Wie viele Jahre mochte er es wohl schon in der Silvesternacht im Radio gehört haben? Wie viele Jahre gab es diese Sendung schon? Hatte er es überhaupt je versäumt, sie zu hören? Während das Geläut berühmter Glocken alter Tempel aus allen Teilen Japans erklang, sprach der Ansager seinen Kommentar. Da im Verlaufe dieser Sendung das alte Jahr zu Ende ging und das neue anbrach, wurde der Kommentar mit feierlicher und emphatischer Stimme gehalten. Im Ton der in langen Intervallen geläuteten alten buddhistischen Tempelglocken, in ihrem lange nachschwingenden Ton war das Fließen der Zeit, war der Hauch des alten Japan zu spüren. Nach den Glocken aus Nordjapan klangen gewöhnlich die aus Kyushu, aber immer beendeten die Glocken der Tempel in Kyoto das Neujahrsläuten. In Kyoto gab es so viele Tempel, dass die ineinander übergehenden Töne der Vielzahl von Glocken im Radio manchmal nicht mehr zu unterscheiden waren.
Zu der Zeit, wenn das Glockenläuten gesendet wurde, bereiteten seine Frau und seine Tochter in der Küche das Neujahrsessen vor, räumten im Haushalt auf, ordneten die Kimonos oder waren mit dem Blumenstecken beschäftigt. Oki saß im Esszimmer und hörte Radio. Während des Läutens der Glocken hielt er Rückschau auf das vergangene Jahr. Ein Gefühl der Wehmut überkam ihn. In manchen Jahren war dieses Gefühl heftig und qualvoll. Zuweilen wurde er auch von Kummer und Reue gequält. Obschon ihn die Sentimentalität der Radiosprecher abstieß, das Geläut der Glocken bewegte sein Gemüt zutiefst. Schon seit langem aber fühlte er sich verlockt, irgendwann einmal am Silvesterabend in Kyoto zu sein und das Neujahrsläuten der alten Tempel nicht aus dem Radio, sondern im Original zu hören.
An diesem Jahresende nun hatte er plötzlich den Entschluss gefasst, nach Kyoto zu fahren. Er war dabei von der verführerischen Idee besessen, nach all diesen langen Jahren Otoko Ueno in Kyoto wiederzusehen und mit ihr zusammen das Läuten zu erleben. Seitdem Otoko nach Kyoto gezogen war, hatte sie ihm nicht mehr geschrieben. Otoko hatte sich dort als Malerin des klassischen japanischen Malstils etabliert. Sie war unverheiratet geblieben. (...)
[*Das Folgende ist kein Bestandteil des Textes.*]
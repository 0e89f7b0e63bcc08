//! A standalone host that runs tasks through the platform shell.
//!
//! [`LocalHost`] fills the host role when no editor is around: settings
//! come from a [`WorkspaceSettings`] value (typically loaded from a TOML
//! file), the "active document" is whatever the caller points it at, and
//! task execution expands `${fileBasename}` and spawns the command
//! through `cmd /C` or `sh -c`.
//!
//! # Examples
//!
//! ```no_run
//! use povray_tasks::host::local::LocalHost;
//! use povray_tasks::types::settings::WorkspaceSettings;
//! use povray_tasks::{activate, RENDER_COMMAND_ID};
//!
//! # async fn example() -> povray_tasks::Result<()> {
//! let host = LocalHost::new(WorkspaceSettings::load(".povray.toml")?);
//! host.open_document("scenes/teapot.pov");
//!
//! let extension = activate()?;
//! extension.run_command(RENDER_COMMAND_ID, &host).await?;
//! # Ok(())
//! # }
//! ```

use async_trait::async_trait;
use parking_lot::RwLock;
use tokio::process::Command;

use crate::command::FILE_BASENAME_PLACEHOLDER;
use crate::error::{Error, Result};
use crate::types::platform::Platform;
use crate::types::settings::WorkspaceSettings;
use crate::types::task::Task;

use super::{ActiveDocument, Host};

/// Host implementation that executes tasks on the local machine.
#[derive(Debug)]
pub struct LocalHost {
    settings: RwLock<WorkspaceSettings>,
    active_document: RwLock<Option<ActiveDocument>>,
    platform: Platform,
}

impl LocalHost {
    /// Creates a host with the given settings, no active document, and
    /// the current platform.
    pub fn new(settings: WorkspaceSettings) -> Self {
        Self {
            settings: RwLock::new(settings),
            active_document: RwLock::new(None),
            platform: Platform::current(),
        }
    }

    /// Overrides the detected platform. Mostly useful for exercising the
    /// Windows branch off-platform; execution still uses the real shell.
    pub fn with_platform(mut self, platform: Platform) -> Self {
        self.platform = platform;
        self
    }

    /// Replaces the workspace settings.
    pub fn update_settings(&self, settings: WorkspaceSettings) {
        *self.settings.write() = settings;
    }

    /// Points the active document at the given file.
    pub fn open_document(&self, file_name: impl Into<String>) {
        *self.active_document.write() = Some(ActiveDocument::new(file_name));
    }

    /// Clears the active document.
    pub fn close_document(&self) {
        *self.active_document.write() = None;
    }

    /// Expands host variables in a command line against the active
    /// document. With no active document the placeholder is left as-is
    /// and the shell will report the missing file.
    fn expand_variables(&self, command_line: &str) -> String {
        match self.active_document.read().as_ref() {
            Some(doc) => command_line.replace(FILE_BASENAME_PLACEHOLDER, doc.basename()),
            None => command_line.to_string(),
        }
    }
}

#[async_trait]
impl Host for LocalHost {
    fn platform(&self) -> Platform {
        self.platform
    }

    fn configuration(&self) -> WorkspaceSettings {
        self.settings.read().clone()
    }

    fn active_document(&self) -> Option<ActiveDocument> {
        self.active_document.read().clone()
    }

    async fn execute_task(&self, task: &Task) -> Result<()> {
        let command_line = self.expand_variables(&task.execution.command_line);
        tracing::info!(task = %task.name, command = %command_line, "executing task");

        let mut command = if Platform::current().is_windows() {
            let mut c = Command::new("cmd");
            c.args(["/C", &command_line]);
            c
        } else {
            let mut c = Command::new("sh");
            c.args(["-c", &command_line]);
            c
        };

        let status = command
            .status()
            .await
            .map_err(|e| Error::execution(format!("failed to spawn {command_line:?}: {e}")))?;

        if status.success() {
            Ok(())
        } else {
            Err(Error::execution(format!(
                "{command_line:?} exited with {status}"
            )))
        }
    }
}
(Aus "Schönheit und Trauer" von Yasunari Kawabata)


Dezember
"Am Moor" 1. Fassung

Der Mantel im schwarzen Wind; leise flüstert das dürre Rohr
In der Stille des Moors. Am grauen Himmel
Folgt ein Zug von wilden Vögeln -
Quere über finsteren Wassern.

Durch kahle Birken gleiten die knöchernen Hände.
Knickt der Schritt in braunes Gehölz
Wo zu sterben ein einsames Tier wohnt.

Alte Weiblein kreuzten den Weg
Ins Dorf. Spinnen fielen aus ihren Augen
Und roter Schnee. Krähen und langes Glockengeläut

Geleitet den schwarzen Pfad, Endymions Lächeln
Und mondener Schlummer
Und die metallene Stirne tastet frierend durchs Haselgebüsch

Laß in der Schenke den Abend erwarten
Wohnen in purpurner Höhle des Weins,
Von der Tapete lautlos des Trunkenen Schatten sinkt.
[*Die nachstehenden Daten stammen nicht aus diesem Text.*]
//! Host abstraction consumed by the task provider and command handler.
//!
//! [`Host`] is the full surface this crate reads from its surroundings:
//! platform identification, a configuration snapshot, active-editor
//! introspection, and the shell-execution primitive. Task registration
//! and enumeration are *not* part of it; they live in
//! [`Extension`](crate::extension::Extension), which models the host's
//! task subsystem.
//!
//! Two implementations ship with the crate:
//!
//! - [`local::LocalHost`] runs tasks through the platform shell, for use
//!   outside an editor.
//! - [`mock::MockHost`] records executions, for tests and dry runs.

use async_trait::async_trait;

use crate::error::Result;
use crate::types::platform::Platform;
use crate::types::settings::WorkspaceSettings;
use crate::types::task::Task;

pub mod local;
pub mod mock;

pub use local::LocalHost;

/// The document open in the host's active editor.
#[derive(Debug, Clone, PartialEq, Eq)]
pub struct ActiveDocument {
    /// Full path of the document's file.
    pub file_name: String,
}

impl ActiveDocument {
    /// Creates an active document for the given file path.
    pub fn new(file_name: impl Into<String>) -> Self {
        Self {
            file_name: file_name.into(),
        }
    }

    /// The file's base name (final path component).
    ///
    /// # Examples
    ///
    /// ```
    /// use povray_tasks::host::ActiveDocument;
    ///
    /// let doc = ActiveDocument::new("/scenes/teapot.pov");
    /// assert_eq!(doc.basename(), "teapot.pov");
    /// ```
    pub fn basename(&self) -> &str {
        self.file_name
            .rsplit(['/', '\\'])
            .next()
            .unwrap_or(&self.file_name)
    }

    /// The file's extension including the leading dot, or `None` when
    /// the base name has no dot (or only a leading one).
    ///
    /// # Examples
    ///
    /// ```
    /// use povray_tasks::host::ActiveDocument;
    ///
    /// assert_eq!(ActiveDocument::new("a/teapot.pov").extension(), Some(".pov"));
    /// assert_eq!(ActiveDocument::new("Makefile").extension(), None);
    /// assert_eq!(ActiveDocument::new(".gitignore").extension(), None);
    /// ```
    pub fn extension(&self) -> Option<&str> {
        let basename = self.basename();
        match basename.rfind('.') {
            Some(0) | None => None,
            Some(idx) => Some(&basename[idx..]),
        }
    }
}

/// The host runtime surface the integration consumes.
///
/// Implementations must be cheap to query: `configuration` and
/// `active_document` return snapshots, so callbacks stay free of shared
/// mutable state.
#[async_trait]
pub trait Host: Send + Sync {
    /// The platform tasks will run on.
    fn platform(&self) -> Platform;

    /// A snapshot of the current workspace configuration.
    fn configuration(&self) -> WorkspaceSettings;

    /// The document in the active editor, if any.
    fn active_document(&self) -> Option<ActiveDocument>;

    /// Runs the task's shell command. The renderer's own failures (spawn
    /// errors, non-zero exit) surface here and nowhere else.
    async fn execute_task(&self, task: &Task) -> Result<()>;
}

#[cfg(test)]
mod tests {
    use super::*;

    #[test]
    fn basename_handles_both_separators() {
        assert_eq!(
            ActiveDocument::new("/scenes/teapot.pov").basename(),
            "teapot.pov"
        );
        assert_eq!(
            ActiveDocument::new(r"C:\scenes\teapot.pov").basename(),
            "teapot.pov"
        );
        assert_eq!(ActiveDocument::new("teapot.pov").basename(), "teapot.pov");
    }

    #[test]
    fn extension_includes_leading_dot() {
        assert_eq!(
            ActiveDocument::new("/scenes/teapot.pov").extension(),
            Some(".pov")
        );
        assert_eq!(
            ActiveDocument::new("render-settings.ini").extension(),
            Some(".ini")
        );
    }

    #[test]
    fn extension_absent_for_dotless_and_hidden_files() {
        assert_eq!(ActiveDocument::new("/scenes/Makefile").extension(), None);
        assert_eq!(ActiveDocument::new("/scenes/.hidden").extension(), None);
    }

    #[test]
    fn extension_uses_last_dot() {
        assert_eq!(
            ActiveDocument::new("scene.final.pov").extension(),
            Some(".pov")
        );
    }
}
Stundenlang fäl(l)t härener Schnee ans Fenster
Jagt den Himmel mit schwarzen Flaggen und zerbrochenen Masten die Nacht.

(von Georg Trakl)

Dezembersonett
2. Fassung

Am Abend ziehen Gaukler durch den Wald,
Auf wunderlichen Wägen, kleinen Rossen.
In Wolken scheint ein goldner Hort verschlossen,
Im dunklen Plan sind Dörfer eingemalt.

Der rote Wind bläht Linnen schwarz und kalt.
Ein Hund verfault, ein Strauch raucht blutbegossen.
Von gelben Schrecken ist das Rohr durchflossen
Und sacht ein Leichenzug zum Friedhof wallt.

Des Greisen Hütte schwindet nah im Grau.
Im Weiher gleißt ein Schein von alten Schätzen.
Die Bauern sich im Krug zum Weine setzen.
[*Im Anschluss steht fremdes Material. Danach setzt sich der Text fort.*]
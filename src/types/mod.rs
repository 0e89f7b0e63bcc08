//! Settings, platform, and task wire types.
//!
//! - [`settings`] - User configuration (`povray.*`, `terminal.*` sections)
//! - [`platform`] - Platform family detection
//! - [`task`] - Task wire types in the host's schema

pub mod platform;
pub mod settings;
pub mod task;

pub use platform::Platform;
pub use settings::{RenderSettings, TerminalSettings, WorkspaceSettings};
pub use task::{
    PresentationOptions, RunOptions, ShellExecution, Task, TaskDefinition, TaskGroup,
};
Ein Knabe gleitet scheu zu einer Frau.
Ein Mönch verblaßt im Dunkel sanft und düster.
Ein kahler Baum ist eines Schläfers Küster.

(von Georg Trakl)


Bauernregeln für den Monat Dezember:
Fällt zu Eligius (1. Dezember) ein kalter Wintertag,
die Kälte wohl vier Monde dauern mag.
Barbara (4. Dezember) im weißen Kleid
verkündet gute Sommerzeit.
Regnet's an Sankt Nikolaus (6. Dezember),
wird der Winter streng und graus.
Ist St. Lazarus (17. Dezember) nackt und bar,
gibt's einen gelinden Februar.
Wenn St. Thomas (21. Dezember) dunkel war,
gibt's ein schönes neues Jahr.
Weihnachten im grünen Kleid
hält für Ostern Schnee bereit.
Entsteigt der Rauch gefrorenen Flüssen,
ist auf große Kält' zu schließen.
Wie auch das Wetter sich gestaltet -
beim Jahresschluss die Hände faltet!

Auch im Dezember gibt es frisches Grün, nur eben in der guten Stube:

In der warmen Stube mag man getrost Kresse aussäen; auch Keimsprossen, so man Geschmack am Verzehr derartiger Keimlinge findet.
Zumindest die Petersilernte ist im Freiland weiterhin möglich, wenn die Pflanzen geschützt unter Fichtenzweigen stehen.
Aus seichten Gartenteichen (als seicht gelten solche, die weniger als 80 cm tief sind) nimmt man spätestens jetzt etwaig vorhandene Seerosen heraus und bringt sie zum Überwintern in den Keller.
Denken Sie bitte auch an das darbende Geflügel draußen und streuen Sie ihm regelmäßig Futter.